In the data below, the answer is the run of lines from the line containing "writes since creation" through the line containing "let slot = self.slot(channel)?;", both included; print it exactly and nothing else.

Data>
=-=-=-=-=
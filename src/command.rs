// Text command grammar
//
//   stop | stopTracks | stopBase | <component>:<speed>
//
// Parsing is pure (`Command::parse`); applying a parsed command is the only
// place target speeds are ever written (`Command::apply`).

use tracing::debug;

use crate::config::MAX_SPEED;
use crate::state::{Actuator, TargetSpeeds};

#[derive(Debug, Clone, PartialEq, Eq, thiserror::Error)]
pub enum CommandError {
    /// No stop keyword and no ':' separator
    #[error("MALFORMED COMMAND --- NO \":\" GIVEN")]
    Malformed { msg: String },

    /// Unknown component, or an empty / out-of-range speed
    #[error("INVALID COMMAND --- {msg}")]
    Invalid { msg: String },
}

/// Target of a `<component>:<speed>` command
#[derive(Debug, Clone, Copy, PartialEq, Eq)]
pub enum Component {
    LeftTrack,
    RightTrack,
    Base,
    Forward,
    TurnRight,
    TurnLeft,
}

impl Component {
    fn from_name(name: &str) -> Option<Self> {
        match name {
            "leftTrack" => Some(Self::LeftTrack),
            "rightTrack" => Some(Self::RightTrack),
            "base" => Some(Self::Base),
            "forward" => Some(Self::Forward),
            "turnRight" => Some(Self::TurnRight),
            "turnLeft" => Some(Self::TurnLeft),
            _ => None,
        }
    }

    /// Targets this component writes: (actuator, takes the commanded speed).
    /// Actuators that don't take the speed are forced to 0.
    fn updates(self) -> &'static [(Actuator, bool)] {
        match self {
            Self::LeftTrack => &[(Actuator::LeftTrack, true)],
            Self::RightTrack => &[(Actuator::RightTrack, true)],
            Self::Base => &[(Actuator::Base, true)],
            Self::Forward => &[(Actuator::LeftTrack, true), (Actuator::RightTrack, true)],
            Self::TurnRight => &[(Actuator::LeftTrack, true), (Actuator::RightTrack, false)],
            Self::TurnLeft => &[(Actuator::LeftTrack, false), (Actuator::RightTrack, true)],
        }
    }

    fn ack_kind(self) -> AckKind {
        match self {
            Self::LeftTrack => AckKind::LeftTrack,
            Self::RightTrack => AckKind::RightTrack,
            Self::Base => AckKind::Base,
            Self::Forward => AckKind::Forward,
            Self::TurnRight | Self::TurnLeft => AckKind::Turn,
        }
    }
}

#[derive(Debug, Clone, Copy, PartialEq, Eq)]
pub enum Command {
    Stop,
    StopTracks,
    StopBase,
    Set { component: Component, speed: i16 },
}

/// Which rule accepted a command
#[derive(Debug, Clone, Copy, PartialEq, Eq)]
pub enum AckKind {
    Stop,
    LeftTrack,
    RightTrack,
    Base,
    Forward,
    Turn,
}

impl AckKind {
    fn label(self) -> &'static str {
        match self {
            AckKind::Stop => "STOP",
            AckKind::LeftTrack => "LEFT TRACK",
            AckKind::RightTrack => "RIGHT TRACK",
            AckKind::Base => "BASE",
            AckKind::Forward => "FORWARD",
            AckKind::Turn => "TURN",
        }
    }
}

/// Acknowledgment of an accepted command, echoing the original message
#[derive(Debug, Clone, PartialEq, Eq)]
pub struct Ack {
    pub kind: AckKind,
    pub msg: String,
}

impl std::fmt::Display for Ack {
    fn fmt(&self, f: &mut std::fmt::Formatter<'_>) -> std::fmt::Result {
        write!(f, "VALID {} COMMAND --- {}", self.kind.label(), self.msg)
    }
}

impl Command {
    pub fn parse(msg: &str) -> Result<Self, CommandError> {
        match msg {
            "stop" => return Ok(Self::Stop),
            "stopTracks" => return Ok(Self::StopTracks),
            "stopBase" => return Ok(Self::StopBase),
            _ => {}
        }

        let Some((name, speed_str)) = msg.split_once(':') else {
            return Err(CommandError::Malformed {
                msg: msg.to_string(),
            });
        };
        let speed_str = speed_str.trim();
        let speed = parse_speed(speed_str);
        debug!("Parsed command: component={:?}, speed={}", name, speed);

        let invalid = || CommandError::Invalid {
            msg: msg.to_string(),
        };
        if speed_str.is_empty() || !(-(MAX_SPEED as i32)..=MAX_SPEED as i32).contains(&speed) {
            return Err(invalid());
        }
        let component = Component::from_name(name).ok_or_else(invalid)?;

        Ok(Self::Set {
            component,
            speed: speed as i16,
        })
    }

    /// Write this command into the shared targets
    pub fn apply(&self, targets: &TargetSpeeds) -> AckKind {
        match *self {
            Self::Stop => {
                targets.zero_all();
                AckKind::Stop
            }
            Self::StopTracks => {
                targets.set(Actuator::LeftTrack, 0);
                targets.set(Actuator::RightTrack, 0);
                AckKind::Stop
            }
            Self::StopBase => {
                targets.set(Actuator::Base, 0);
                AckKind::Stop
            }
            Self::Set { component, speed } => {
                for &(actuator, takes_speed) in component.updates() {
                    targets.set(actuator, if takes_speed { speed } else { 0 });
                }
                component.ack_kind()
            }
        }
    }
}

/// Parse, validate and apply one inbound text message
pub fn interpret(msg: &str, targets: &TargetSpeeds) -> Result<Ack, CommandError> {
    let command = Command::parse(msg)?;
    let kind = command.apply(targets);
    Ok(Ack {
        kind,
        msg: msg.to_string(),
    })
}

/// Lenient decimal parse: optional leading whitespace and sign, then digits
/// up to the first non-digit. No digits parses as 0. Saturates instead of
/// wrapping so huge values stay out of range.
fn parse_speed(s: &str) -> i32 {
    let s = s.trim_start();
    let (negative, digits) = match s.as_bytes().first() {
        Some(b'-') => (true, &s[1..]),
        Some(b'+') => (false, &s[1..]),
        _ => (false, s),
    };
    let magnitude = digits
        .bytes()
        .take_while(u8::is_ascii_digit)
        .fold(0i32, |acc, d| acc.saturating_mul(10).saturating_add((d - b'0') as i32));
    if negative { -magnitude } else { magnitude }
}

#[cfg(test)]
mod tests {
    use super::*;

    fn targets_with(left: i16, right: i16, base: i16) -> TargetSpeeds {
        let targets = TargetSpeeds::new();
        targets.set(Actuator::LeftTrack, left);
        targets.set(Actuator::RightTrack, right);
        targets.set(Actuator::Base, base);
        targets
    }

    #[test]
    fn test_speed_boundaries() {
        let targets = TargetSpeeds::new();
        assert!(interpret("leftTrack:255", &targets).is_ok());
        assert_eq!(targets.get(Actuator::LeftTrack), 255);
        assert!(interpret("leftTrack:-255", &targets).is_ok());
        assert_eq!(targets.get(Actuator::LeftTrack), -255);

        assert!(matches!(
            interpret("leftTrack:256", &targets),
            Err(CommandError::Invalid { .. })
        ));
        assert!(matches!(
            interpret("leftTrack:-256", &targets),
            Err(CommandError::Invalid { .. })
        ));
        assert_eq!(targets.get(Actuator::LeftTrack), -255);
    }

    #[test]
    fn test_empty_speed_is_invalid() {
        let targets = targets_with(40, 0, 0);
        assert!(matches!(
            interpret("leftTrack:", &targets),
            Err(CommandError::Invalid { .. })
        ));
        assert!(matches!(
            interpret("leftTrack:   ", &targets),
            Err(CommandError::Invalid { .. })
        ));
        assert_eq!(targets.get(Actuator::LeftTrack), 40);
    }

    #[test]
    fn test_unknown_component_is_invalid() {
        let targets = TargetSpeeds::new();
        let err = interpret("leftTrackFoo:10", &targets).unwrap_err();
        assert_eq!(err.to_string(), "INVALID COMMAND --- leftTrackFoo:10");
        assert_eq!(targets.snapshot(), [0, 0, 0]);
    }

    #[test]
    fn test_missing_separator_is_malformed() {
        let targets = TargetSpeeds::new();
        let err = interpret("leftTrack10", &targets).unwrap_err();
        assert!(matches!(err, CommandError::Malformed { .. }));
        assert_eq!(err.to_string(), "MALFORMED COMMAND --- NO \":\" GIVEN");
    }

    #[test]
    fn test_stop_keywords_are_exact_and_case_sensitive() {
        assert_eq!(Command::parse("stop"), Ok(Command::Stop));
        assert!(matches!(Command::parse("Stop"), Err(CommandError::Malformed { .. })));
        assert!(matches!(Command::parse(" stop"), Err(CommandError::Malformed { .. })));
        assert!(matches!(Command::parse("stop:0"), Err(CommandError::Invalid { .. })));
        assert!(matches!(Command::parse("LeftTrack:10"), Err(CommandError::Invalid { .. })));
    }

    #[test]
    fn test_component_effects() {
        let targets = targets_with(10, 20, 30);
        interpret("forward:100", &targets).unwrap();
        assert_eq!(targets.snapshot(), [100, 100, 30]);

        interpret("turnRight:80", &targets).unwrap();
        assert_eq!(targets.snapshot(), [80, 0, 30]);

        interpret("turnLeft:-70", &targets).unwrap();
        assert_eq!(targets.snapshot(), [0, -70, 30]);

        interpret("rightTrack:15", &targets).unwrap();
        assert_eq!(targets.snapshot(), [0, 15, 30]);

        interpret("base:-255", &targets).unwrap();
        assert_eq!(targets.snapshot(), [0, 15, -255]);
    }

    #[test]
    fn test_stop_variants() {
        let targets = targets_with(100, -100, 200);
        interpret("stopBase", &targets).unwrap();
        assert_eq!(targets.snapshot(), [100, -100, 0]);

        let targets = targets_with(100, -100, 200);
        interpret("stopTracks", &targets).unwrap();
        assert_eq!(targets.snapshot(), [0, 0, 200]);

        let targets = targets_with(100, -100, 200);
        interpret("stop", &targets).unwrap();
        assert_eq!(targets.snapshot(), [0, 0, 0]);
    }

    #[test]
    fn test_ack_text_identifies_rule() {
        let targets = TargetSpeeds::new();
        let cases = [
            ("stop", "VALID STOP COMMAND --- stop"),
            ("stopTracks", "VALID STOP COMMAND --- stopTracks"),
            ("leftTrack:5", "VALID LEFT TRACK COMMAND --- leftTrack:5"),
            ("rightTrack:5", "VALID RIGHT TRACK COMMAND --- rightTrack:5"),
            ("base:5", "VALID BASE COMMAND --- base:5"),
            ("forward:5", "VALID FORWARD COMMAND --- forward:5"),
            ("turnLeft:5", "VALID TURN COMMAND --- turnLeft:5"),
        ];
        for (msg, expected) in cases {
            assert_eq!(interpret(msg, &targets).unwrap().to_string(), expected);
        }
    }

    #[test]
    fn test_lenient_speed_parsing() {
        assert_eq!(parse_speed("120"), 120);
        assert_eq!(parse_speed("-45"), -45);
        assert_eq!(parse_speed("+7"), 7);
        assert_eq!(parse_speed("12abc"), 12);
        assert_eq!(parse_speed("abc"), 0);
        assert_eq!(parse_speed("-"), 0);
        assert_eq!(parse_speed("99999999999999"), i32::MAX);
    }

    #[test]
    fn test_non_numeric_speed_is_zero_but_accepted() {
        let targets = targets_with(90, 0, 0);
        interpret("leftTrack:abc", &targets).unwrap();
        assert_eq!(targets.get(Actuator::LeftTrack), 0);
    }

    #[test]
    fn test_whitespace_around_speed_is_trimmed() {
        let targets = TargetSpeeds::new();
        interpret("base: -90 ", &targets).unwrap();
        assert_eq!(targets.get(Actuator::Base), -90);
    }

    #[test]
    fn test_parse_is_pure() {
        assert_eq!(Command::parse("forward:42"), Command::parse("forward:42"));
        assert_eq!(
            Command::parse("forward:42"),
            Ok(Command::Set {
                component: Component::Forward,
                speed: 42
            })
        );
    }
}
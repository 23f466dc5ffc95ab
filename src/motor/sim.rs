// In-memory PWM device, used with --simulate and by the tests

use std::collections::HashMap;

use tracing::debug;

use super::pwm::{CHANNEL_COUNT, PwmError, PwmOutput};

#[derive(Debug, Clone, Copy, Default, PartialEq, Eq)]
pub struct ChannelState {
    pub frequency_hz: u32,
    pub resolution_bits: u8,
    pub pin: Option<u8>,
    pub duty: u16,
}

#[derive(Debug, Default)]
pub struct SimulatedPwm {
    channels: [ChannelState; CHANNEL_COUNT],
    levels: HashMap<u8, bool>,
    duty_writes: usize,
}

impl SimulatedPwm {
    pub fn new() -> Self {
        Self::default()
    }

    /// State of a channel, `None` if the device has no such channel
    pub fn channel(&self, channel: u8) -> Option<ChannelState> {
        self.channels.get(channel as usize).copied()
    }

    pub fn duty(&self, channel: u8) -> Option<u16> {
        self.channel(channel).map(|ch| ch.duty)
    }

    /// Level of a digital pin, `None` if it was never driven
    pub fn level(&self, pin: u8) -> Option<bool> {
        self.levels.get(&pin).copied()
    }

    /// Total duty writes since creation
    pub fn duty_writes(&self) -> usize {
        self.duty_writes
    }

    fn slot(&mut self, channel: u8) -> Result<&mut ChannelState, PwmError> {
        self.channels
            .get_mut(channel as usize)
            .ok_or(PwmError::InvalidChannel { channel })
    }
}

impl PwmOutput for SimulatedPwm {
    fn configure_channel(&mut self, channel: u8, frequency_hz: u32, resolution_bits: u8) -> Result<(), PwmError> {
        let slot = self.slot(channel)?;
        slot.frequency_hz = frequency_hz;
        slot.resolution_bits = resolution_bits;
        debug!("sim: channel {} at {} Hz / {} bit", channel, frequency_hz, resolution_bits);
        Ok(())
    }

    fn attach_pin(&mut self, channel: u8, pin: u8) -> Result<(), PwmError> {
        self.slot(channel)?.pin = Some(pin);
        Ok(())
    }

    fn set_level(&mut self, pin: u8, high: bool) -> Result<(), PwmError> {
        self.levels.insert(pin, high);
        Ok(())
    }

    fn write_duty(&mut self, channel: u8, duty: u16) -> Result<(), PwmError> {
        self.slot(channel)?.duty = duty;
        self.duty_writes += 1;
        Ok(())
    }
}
=-=-=-=-=
Response area>
    /// Total duty writes since creation
    pub fn duty_writes(&self) -> usize {
        self.duty_writes
    }

    fn slot(&mut self, channel: u8) -> Result<&mut ChannelState, PwmError> {
        self.channels
            .get_mut(channel as usize)
            .ok_or(PwmError::InvalidChannel { channel })
    }
}

impl PwmOutput for SimulatedPwm {
    fn configure_channel(&mut self, channel: u8, frequency_hz: u32, resolution_bits: u8) -> Result<(), PwmError> {
        let slot = self.slot(channel)?;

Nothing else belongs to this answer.